No married couple plans to fall out of love with each other, but sometimes life just gets in the way. Working long hours, paying bills, raising children and dealing with aging parents are just a few of the things that can put your relationship on the back burner. The "together time" that you once treasured is now spent on discussions about finances and schedules. The good news is that it doesn't have to be this way. You can rediscover and nurture the romantic love you once shared. These simple tips will help.
Enjoy Physical Contact
Sex is great, but if you're not in the mood for it, how about a snuggle or even a hug? Studies show that a 20 to 30 second embrace can increase the levels of oxytocin in your body. Oxytocin is a hormone that increases feelings of being bonded to each other. Other ways to increase physical contact in your marriage include starting each morning with a kiss, holding hands while watching television and taking showers together. Many couples also enjoy exchanging massages or back rubs.
Revisit Happy Memories
Sit down with your spouse at a time when you won't be interrupted and create a list of your 10 favorite memories as a couple. These can be large events like your wedding or just happy moments like watching a beautiful sunset together. Another way to remember happy times is to create a soundtrack of songs that have been special in your relationship. Looking at pictures of the two of you can also start the happy memories flowing.

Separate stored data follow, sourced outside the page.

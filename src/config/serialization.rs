//! Config serialization to TOML
//!
//! Single source of truth for config file format.

use super::Config;

impl Config {
    /// Render the full config as a commented TOML file
    pub fn to_toml(&self) -> String {
        format!(
            r#"# adverse-intel configuration

# Workflow deployment (AEI_BASE_URL overrides)
base_url = "{base_url}"
webhook_path = "{webhook_path}"

# Records requested per analysis, 1-100 (AEI_RECORD_COUNT overrides)
record_count = {record_count}

# Critical severity threshold: 3, 4 or 5 (AEI_THRESHOLD overrides)
threshold = {threshold}

# Where CSV / JSON / summary exports are written (AEI_EXPORT_DIR overrides)
export_dir = "{export_dir}"

# TUI theme: auto, dracula, nord (AEI_THEME overrides)
theme = "{theme}"

# Text summary report
[report]
contact = "{contact}"

# Logging configuration (RUST_LOG env var overrides)
[logging]
level = "{log_level}"
# File logging (in addition to TUI buffer or stderr)
file_enabled = {log_file_enabled}
file_dir = "{log_file_dir}"
file_rotation = "{log_file_rotation}"  # hourly, daily, never
file_prefix = "{log_file_prefix}"
"#,
            base_url = self.base_url,
            webhook_path = self.webhook_path,
            record_count = self.record_count,
            threshold = self.threshold,
            export_dir = toml_path(&self.export_dir),
            theme = self.theme,
            contact = self.report.contact,
            log_level = self.logging.level,
            log_file_enabled = self.logging.file_enabled,
            log_file_dir = toml_path(&self.logging.file_dir),
            log_file_rotation = self.logging.file_rotation.as_str(),
            log_file_prefix = self.logging.file_prefix,
        )
    }

    /// Short human-readable listing for `config --show`
    pub fn describe(&self) -> String {
        let mut out = String::new();
        out.push_str(&format!("  Webhook:       {}\n", self.webhook_url()));
        out.push_str(&format!("  Records:       {}\n", self.record_count));
        out.push_str(&format!("  Threshold:     {}\n", self.threshold));
        out.push_str(&format!("  Export dir:    {}\n", self.export_dir.display()));
        out.push_str(&format!("  Contact:       {}\n", self.report.contact));
        out.push_str(&format!("  Log level:     {}\n", self.logging.level));
        if self.logging.file_enabled {
            out.push_str(&format!(
                "  Log files:     {}/{}.* ({})\n",
                self.logging.file_dir.display(),
                self.logging.file_prefix,
                self.logging.file_rotation.as_str()
            ));
        } else {
            out.push_str("  Log files:     off\n");
        }
        out
    }
}

/// Paths go into basic TOML strings; backslashes need forward slashes
fn toml_path(path: &std::path::Path) -> String {
    path.display().to_string().replace('\\', "/")
}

Create New Experiences Together
Part of being in love is enjoying the time you spend together. Many couples set aside a regular date night when they go out and do something enjoyable like watch a movie, attend a concert or simply have a romantic dinner. Another terrific way to build new memories is to take a vacation, just the two of you. If a vacation isn't feasible, try a stay-cation. Take a few days off from work and spend the time exploring local places of interest.
Use Common Courtesy
When you interact with someone every day, it's easy to forget to use phrases like "please" and "thank you" when you speak to each other. Being polite, though, is a sign of respect and love. In addition to basic manners, try to give your spouse a sincere compliment at least once a day. Don't use unflattering jokes and nicknames when referring to your spouse. Just because you've been married a long time doesn't mean you can't continue to enjoy romance. With a little effort and imagination, you can fall in love with your spouse all over again.